Things which keep me entertained
To explain - during the recent presidential elections in Portugal these boards were placed in the town square to allow equal opportunity to display posters/propaganda. However the local branches didnt get around to putting up the posters for a couple of days. So they stayed like this - identical faceless grey metal squares only distinguished by the name at the top. Oooo political satire.
My road home every night involves crossing a creek using a ford - fun with a decent runup, but after a decent rain it becomes even more fun.....
Phunny road signs. Cos they're phunny.
Its a rainy weekend here again after spring looked like it had settled in. Hence this posting of photos Ive been meaning to put up for a while but didnt quite fit elsewhere. Spring means the flowers are out and the extra rain should mean they stay out. This is "Alentejo Snow" - although earlier this year the real thing made an appearance for the first time in 20 years.
As its a rainy weekend theres also more time for introspection which is always dangerous. Playing with Google Mars only works for a little while. So back to TV - BBC world had an interview with Spike Lee which was more thought provoking than I had expected, in spite of him wearing an Arsenal shirt. It wasnt his willigness to believe the US government was capable of flooding parts of New Orleans after Katrina, nor his comments on racism and his assertion that only 3 of his films have dealt with racism (my analysis is that any film he makes contains a representative mix of ethnicities and therefore inadvertantly makes a comment on racism just by that mix and his handling of those characters) but his observation that marriage and kids had changed his outlook on life. A simple quote, fairly innocuous and almost unbelievably normal for him, a man who has spent a career communicating his point of view to others, a view which has been often confronting and controversial. Its the sort of quote you expect from Matt Damon, Tom Cruise and the rest of the Hollywood A-list.....

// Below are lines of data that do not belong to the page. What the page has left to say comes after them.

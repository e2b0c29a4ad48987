use crate::{markdown::MarkdownTable, timestamps::TimestampMap};

/// One `"<timestamp> - <label>"` line per entry, in map order.
pub fn format_timestamps(timestamps: &TimestampMap) -> String {
    timestamps
        .iter()
        .map(|e| format!("{} - {}\n", e.timestamp, e.label))
        .collect()
}

/// Render a table as aligned plain-text columns for the terminal.
pub fn format_table_readable(table: &MarkdownTable) -> String {
    let columns = table
        .rows
        .iter()
        .map(Vec::len)
        .chain(std::iter::once(table.header.len()))
        .max()
        .unwrap_or(0);

    let mut widths = vec![0; columns];
    for row in std::iter::once(&table.header).chain(&table.rows) {
        for (i, cell) in row.iter().enumerate() {
            widths[i] = widths[i].max(cell.chars().count());
        }
    }

    let render = |row: &[String]| {
        row.iter()
            .enumerate()
            .map(|(i, cell)| format!("{:<width$}", cell, width = widths[i]))
            .collect::<Vec<_>>()
            .join("  ")
            .trim_end()
            .to_string()
    };

    let mut output = String::new();
    if !table.header.is_empty() {
        output.push_str(&render(table.header.as_slice()));
        output.push('\n');
        let rule = widths.iter().sum::<usize>() + 2 * columns.saturating_sub(1);
        output.push_str(&"─".repeat(rule));
        output.push('\n');
    }
    for row in &table.rows {
        output.push_str(&render(row.as_slice()));
        output.push('\n');
    }

    output
}

#[cfg(test)]
mod tests {
    use super::*;
    use crate::timestamps::extract_timestamps;

    #[test]
    fn timestamps_block_keeps_map_order() {
        let map = extract_timestamps("0:00 Intro\n3:10 Frieren\n1:00 Callback");
        assert_eq!(
            format_timestamps(&map),
            "0:00 - Intro\n3:10 - Frieren\n1:00 - Callback\n"
        );
        assert_eq!(format_timestamps(&TimestampMap::new()), "");
    }

    #[test]
    fn readable_table_aligns_columns() {
        let table = MarkdownTable {
            header: vec!["Title".into(), "At".into()],
            rows: vec![
                vec!["Gintama".into(), "1:00".into()],
                vec!["K-On!".into()],
            ],
        };
        assert_eq!(
            format_table_readable(&table),
            "Title    At\n─────────────\nGintama  1:00\nK-On!\n"
        );
    }
}
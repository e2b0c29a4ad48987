//! Anime reference tables from YouTube video transcripts.
//!
//! A video's transcript and its description timestamps go to a language
//! model, which answers with a markdown table of the anime mentioned. The
//! table is written out as CSV and recorded in a JSON registry.

pub mod cache;
pub mod config;
pub mod error;
pub mod extractor;
pub mod format;
pub mod generate;
pub mod markdown;
pub mod prompt;
pub mod provider;
pub mod registry;
pub mod sse;
pub mod timestamps;
pub mod viewer;
pub mod youtube;

pub use config::ExtractorConfig;
pub use error::{AnimerefError, Result};
pub use extractor::{AnimeExtractor, ExtractedTable, build_reference_table};
pub use format::{format_table_readable, format_timestamps};
pub use generate::{
    FragmentStream, HttpGenerator, TextGenerator, collect_response, fragment_stream,
};
pub use markdown::{MarkdownTable, parse_markdown_table};
pub use provider::{Provider, ProviderConfig};
pub use registry::{CsvRegistry, register_file};
pub use timestamps::{TimestampEntry, TimestampMap, extract_timestamps};
pub use viewer::{SortColumn, TableQuery, read_csv_table, timestamp_to_seconds};
pub use youtube::{
    TranscriptSource, VideoMetadataSource, VideoRef, YtDlp, sanitize_filename, video_id_from_url,
};
//! Timestamp annotations from free-form video descriptions.
//!
//! Descriptions list chapters either as `0:00 Intro` (timestamp first) or as
//! `Intro 0:00` (label first). Both layouts are scanned in two ordered passes
//! over one map: the timestamp-first pass overwrites, the label-first pass only
//! fills keys that are still missing.

use std::{iter, sync::LazyLock};

use regex::Regex;

static TIMESTAMP: LazyLock<Regex> =
    LazyLock::new(|| Regex::new(r"^\d+:\d+(?::\d+)?").expect("valid timestamp pattern"));

// Separator between a timestamp and its label; never spans a line break.
static SEPARATOR: LazyLock<Regex> =
    LazyLock::new(|| Regex::new(r"^[^\S\n]+").expect("valid separator pattern"));

// A label-first line: `Label 0:00`.
static TRAILING_TIMESTAMP: LazyLock<Regex> = LazyLock::new(|| {
    Regex::new(r"[^\S\n]\d+:\d+(?::\d+)?[^\S\n]*$").expect("valid trailing timestamp pattern")
});

#[derive(Debug, Clone, PartialEq, Eq)]
pub struct TimestampEntry {
    pub timestamp: String,
    pub label: String,
}

/// Timestamp → label, unique keys, insertion ordered.
#[derive(Debug, Clone, Default, PartialEq, Eq)]
pub struct TimestampMap {
    entries: Vec<TimestampEntry>,
}

impl TimestampMap {
    pub fn new() -> Self {
        Self::default()
    }

    /// Insert or overwrite. An overwritten key keeps its original position.
    pub fn insert(&mut self, timestamp: &str, label: &str) {
        match self.entries.iter_mut().find(|e| e.timestamp == timestamp) {
            Some(entry) => entry.label = label.to_string(),
            None => self.entries.push(TimestampEntry {
                timestamp: timestamp.to_string(),
                label: label.to_string(),
            }),
        }
    }

    /// Insert only when the key is not present yet. Returns whether it was inserted.
    pub fn insert_if_absent(&mut self, timestamp: &str, label: &str) -> bool {
        if self.contains(timestamp) {
            return false;
        }
        self.entries.push(TimestampEntry {
            timestamp: timestamp.to_string(),
            label: label.to_string(),
        });
        true
    }

    pub fn get(&self, timestamp: &str) -> Option<&str> {
        self.entries
            .iter()
            .find(|e| e.timestamp == timestamp)
            .map(|e| e.label.as_str())
    }

    pub fn contains(&self, timestamp: &str) -> bool {
        self.entries.iter().any(|e| e.timestamp == timestamp)
    }

    pub fn len(&self) -> usize {
        self.entries.len()
    }

    pub fn is_empty(&self) -> bool {
        self.entries.is_empty()
    }

    pub fn iter(&self) -> impl Iterator<Item = &TimestampEntry> {
        self.entries.iter()
    }
}

impl<'a> IntoIterator for &'a TimestampMap {
    type Item = &'a TimestampEntry;
    type IntoIter = std::slice::Iter<'a, TimestampEntry>;

    fn into_iter(self) -> Self::IntoIter {
        self.entries.iter()
    }
}

/// Extract every timestamp annotation found in `text`.
///
/// Never fails: text without timestamps yields an empty map.
pub fn extract_timestamps(text: &str) -> TimestampMap {
    let mut map = TimestampMap::new();

    scan(text, match_timestamp_first, |timestamp, label| {
        map.insert(timestamp, label.trim());
    });

    scan(text, match_label_first, |timestamp, label| {
        map.insert_if_absent(timestamp, label.trim());
    });

    map
}

/// A single match: `(timestamp, raw label, end offset)`.
type Match<'t> = (&'t str, &'t str, usize);

/// Leftmost, non-overlapping scan. Resumes after each match, otherwise
/// advances one character.
fn scan<'t>(
    text: &'t str,
    matcher: fn(&'t str, usize) -> Option<Match<'t>>,
    mut on_match: impl FnMut(&'t str, &'t str),
) {
    let mut pos = 0;
    while pos < text.len() {
        match matcher(text, pos) {
            Some((timestamp, label, end)) => {
                on_match(timestamp, label);
                pos = end;
            }
            None => pos += text[pos..].chars().next().map_or(1, char::len_utf8),
        }
    }
}

/// `0:00 Label`, where the label line must be followed by another
/// timestamp line, a blank line, or the end of the text.
///
/// A timestamp alone on its line takes the next line as its label.
fn match_timestamp_first(text: &str, start: usize) -> Option<Match<'_>> {
    let timestamp = TIMESTAMP.find(&text[start..])?;
    let ts_end = start + timestamp.end();
    let after_separator = ts_end + SEPARATOR.find(&text[ts_end..]).map_or(0, |sep| sep.end());

    let label_start = if text[after_separator..].starts_with('\n') {
        stacked_label_start(text, start, after_separator)?
    } else if after_separator > ts_end {
        after_separator
    } else {
        return None;
    };
    let line_end = line_end(text, label_start);

    closes_entry(text, line_end)
        .then(|| (&text[start..ts_end], &text[label_start..line_end], line_end))
}

/// Start of the label line under a bare timestamp line. The label line must
/// not be a timestamp entry of its own, in either layout.
fn stacked_label_start(text: &str, ts_start: usize, newline: usize) -> Option<usize> {
    let at_line_start = ts_start == 0 || text[..ts_start].ends_with('\n');
    let label_start = newline + 1;
    let label = &text[label_start..line_end(text, label_start)];

    let is_label = !label.trim().is_empty()
        && !TIMESTAMP.is_match(label.trim_start())
        && !TRAILING_TIMESTAMP.is_match(label);

    (at_line_start && is_label).then_some(label_start)
}

/// `Label 0:00`, with the timestamp ending its line.
fn match_label_first(text: &str, start: usize) -> Option<Match<'_>> {
    let line_end = line_end(text, start);
    if line_end == start {
        return None;
    }
    // Labels are never empty.
    let label_ends = text[start..line_end]
        .char_indices()
        .skip(1)
        .map(|(i, _)| start + i)
        .chain(iter::once(line_end));

    for label_end in label_ends {
        let Some(separator) = SEPARATOR.find(&text[label_end..]) else {
            continue;
        };
        let ts_start = label_end + separator.end();
        let Some(timestamp) = TIMESTAMP.find(&text[ts_start..]) else {
            continue;
        };
        let ts_end = ts_start + timestamp.end();
        if ts_end == text.len() || text[ts_end..].starts_with('\n') {
            return Some((&text[ts_start..ts_end], &text[start..label_end], ts_end));
        }
    }

    None
}

fn line_end(text: &str, from: usize) -> usize {
    text[from..].find('\n').map_or(text.len(), |i| from + i)
}

fn closes_entry(text: &str, line_end: usize) -> bool {
    if line_end == text.len() {
        return true;
    }
    let next = &text[line_end + 1..];
    if next.starts_with('\n') {
        return true;
    }
    TIMESTAMP
        .find(next)
        .is_some_and(|ts| next[ts.end()..].starts_with(char::is_whitespace))
}

#[cfg(test)]
mod tests {
    use super::*;

    fn pairs(map: &TimestampMap) -> Vec<(&str, &str)> {
        map.iter()
            .map(|e| (e.timestamp.as_str(), e.label.as_str()))
            .collect()
    }

    #[test]
    fn empty_text_has_no_timestamps() {
        assert!(extract_timestamps("").is_empty());
        assert!(extract_timestamps("just a description\nwith no chapters").is_empty());
    }

    #[test]
    fn malformed_tokens_are_ignored() {
        let map = extract_timestamps("Intro 000\nOutro 1-30\n12 Anime");
        assert!(map.is_empty());
    }

    #[test]
    fn timestamp_first_lines() {
        let text = "0:00 Intro\n1:30 Frieren\n12:05 Dandadan";
        let map = extract_timestamps(text);
        assert_eq!(
            pairs(&map),
            vec![("0:00", "Intro"), ("1:30", "Frieren"), ("12:05", "Dandadan")]
        );
    }

    #[test]
    fn hour_timestamps() {
        let map = extract_timestamps("0:59:10 Almost there\n1:02:03 Outro");
        assert_eq!(map.get("0:59:10"), Some("Almost there"));
        assert_eq!(map.get("1:02:03"), Some("Outro"));
    }

    #[test]
    fn duplicate_timestamp_first_last_one_wins() {
        let text = "0:00 Intro\n1:30 First\n1:30 Second";
        let map = extract_timestamps(text);
        assert_eq!(map.len(), 2);
        assert_eq!(map.get("1:30"), Some("Second"));
        assert_eq!(map.iter().nth(1).map(|e| e.timestamp.as_str()), Some("1:30"));
    }

    #[test]
    fn timestamp_block_ends_at_blank_line() {
        let text = "Chapters:\n0:00 Intro\n2:10 Spy x Family\n\nFollow me on twitter";
        let map = extract_timestamps(text);
        assert_eq!(pairs(&map), vec![("0:00", "Intro"), ("2:10", "Spy x Family")]);
    }

    #[test]
    fn label_first_lines() {
        let text = "Intro 0:00\nChainsaw Man 3:45\nOutro 10:00";
        let map = extract_timestamps(text);
        assert_eq!(
            pairs(&map),
            vec![("0:00", "Intro"), ("3:45", "Chainsaw Man"), ("10:00", "Outro")]
        );
    }

    #[test]
    fn timestamp_first_takes_precedence() {
        let text = "1:00 Bocchi the Rock\n\nKaguya-sama 1:00";
        let map = extract_timestamps(text);
        assert_eq!(map.len(), 1);
        assert_eq!(map.get("1:00"), Some("Bocchi the Rock"));
    }

    #[test]
    fn labels_are_trimmed() {
        let map = extract_timestamps("0:00    Intro   \n1:00 \t Mob Psycho\t");
        assert_eq!(map.get("0:00"), Some("Intro"));
        assert_eq!(map.get("1:00"), Some("Mob Psycho"));
    }

    #[test]
    fn timestamp_first_line_not_followed_by_timestamp_is_skipped() {
        let text = "0:00 Intro\nsome prose here";
        let map = extract_timestamps(text);
        assert!(map.get("0:00").is_none());
    }

    #[test]
    fn mixed_layouts_fill_missing_keys() {
        let text = "0:00 Intro\n4:20 Oshi no Ko\n\nBonus clips:\nLycoris Recoil 15:00\nIntro again 0:00";
        let map = extract_timestamps(text);
        assert_eq!(
            pairs(&map),
            vec![("0:00", "Intro"), ("4:20", "Oshi no Ko"), ("15:00", "Lycoris Recoil")]
        );
    }

    #[test]
    fn timestamp_does_not_take_next_line_as_label() {
        let map = extract_timestamps("Cold open 0:00\nFrieren 3:45\nOutro 10:00");
        assert_eq!(map.get("3:45"), Some("Frieren"));
        assert_eq!(map.len(), 3);
    }

    #[test]
    fn stacked_timestamp_and_label_lines() {
        let map = extract_timestamps("Chapters:\n0:00\nIntro\n1:30\nFrieren");
        assert_eq!(pairs(&map), vec![("0:00", "Intro"), ("1:30", "Frieren")]);
    }

    #[test]
    fn bare_timestamp_does_not_swallow_an_entry_line() {
        let map = extract_timestamps("3:45\nOutro 10:00");
        assert_eq!(pairs(&map), vec![("10:00", "Outro")]);

        let map = extract_timestamps("0:00\n1:30 Frieren");
        assert_eq!(pairs(&map), vec![("1:30", "Frieren")]);
    }

    #[test]
    fn timestamp_inside_a_line_never_stacks() {
        let map = extract_timestamps("see 2:00\nSpy x Family");
        assert_eq!(pairs(&map), vec![("2:00", "see")]);
    }

    #[test]
    fn insert_if_absent_keeps_first() {
        let mut map = TimestampMap::new();
        assert!(map.insert_if_absent("0:00", "a"));
        assert!(!map.insert_if_absent("0:00", "b"));
        assert_eq!(map.get("0:00"), Some("a"));
    }
}
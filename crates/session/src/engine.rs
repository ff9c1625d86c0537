//! Contract of the external rendering engine.
//!
//! The session layer only talks to these traits; which engine sits behind
//! them (a driver process, an in-memory script in tests) is chosen by the
//! caller.

use serde::{Deserialize, Serialize};

use framecast_common::error::FramecastResult;

/// Options applied when an engine instance is launched.
#[derive(Debug, Clone, Copy, PartialEq, Serialize, Deserialize)]
#[serde(rename_all = "camelCase")]
pub struct LaunchOptions {
    /// Device pixel ratio of the page viewport.
    pub device_scale_factor: f64,

    /// Render without the default white page background.
    pub transparent_background: bool,
}

impl Default for LaunchOptions {
    fn default() -> Self {
        Self {
            device_scale_factor: 1.0,
            transparent_background: false,
        }
    }
}

/// Screen region to capture, in CSS pixels.
#[derive(Debug, Clone, Copy, PartialEq, Serialize, Deserialize)]
pub struct ClipRect {
    pub x: f64,
    pub y: f64,
    pub width: f64,
    pub height: f64,
}

impl ClipRect {
    /// Rectangle anchored at the page origin.
    pub fn from_size(width: u32, height: u32) -> Self {
        Self {
            x: 0.0,
            y: 0.0,
            width: width as f64,
            height: height as f64,
        }
    }
}

/// Factory for engine instances.
#[async_trait::async_trait]
pub trait RenderEngine: Send + Sync {
    /// Start a fresh instance.
    async fn launch(&self, options: &LaunchOptions) -> FramecastResult<Box<dyn EngineInstance>>;

    /// Engine name for logging.
    fn name(&self) -> &str;
}

/// One running engine instance with a single page.
///
/// Methods take `&self` so that `close` can be issued while another call is
/// still pending; implementations serialize their own I/O.
#[async_trait::async_trait]
pub trait EngineInstance: Send + Sync {
    /// Load `url` and wait for navigation to complete.
    async fn navigate(&self, url: &str) -> FramecastResult<()>;

    /// Evaluate a script expression in the page and return its JSON value.
    /// Promises are awaited by the engine.
    async fn evaluate(&self, expression: &str) -> FramecastResult<serde_json::Value>;

    /// Capture the given region as an encoded PNG.
    async fn screenshot(&self, clip: ClipRect) -> FramecastResult<Vec<u8>>;

    /// Release the instance. Must be safe to call more than once.
    async fn close(&self) -> FramecastResult<()>;
}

Changing your outlook, getting a new point of view, expanding your mind. So many young Australians go travelling for that reason, new landscapes, new experiences. Its something Ive had to explain over and over here, why we travel, why people actually know where Im living now. Travel isnt essential - everyone kept telling me it was when they were travelling and I was in Perth but I still had so many different/bizarre experiences to warp me. In Portugal the young people arent really great travellers but their culture helps them develop their point of view. I had a flashback this week talking with a mate at work about buying a house as that was all we seemed to talk about at Rio a couple of years ago. Now bigger changes are happening - friends becoming couples/engaged/married, kids on the way. I have this belief that going back to Perth means booze til late hours but I haven't accounted for these changes happening there, that perhaps those days are past. Similarily here most people my age are part of a couple, or have moved on from getting hammered (unlike the English tourists who "just want to drink as much as they can because its cheap"!), which could be why I havent been out as much as I expected I would. Maybe its me who should change my expectations. Maybe leaving Perth to experience new things was also a way to escape some of these changes, to keep expanding my mind with places not events, but Im learning that its not just the environment which changes your outlook, like Spike Lee the natural flow of life does as well and thats harder to escape.
So today I ended up watching "Maid in Manhattan". It provoked much less thinking.
1 comment:
A lot of these pending changes are still so surreal. A black and white email attachment tells you "this is happening!", how's that for perspective, but somehow you almost don't believe it.
Meanwhile, all hail the mighty No Brainer.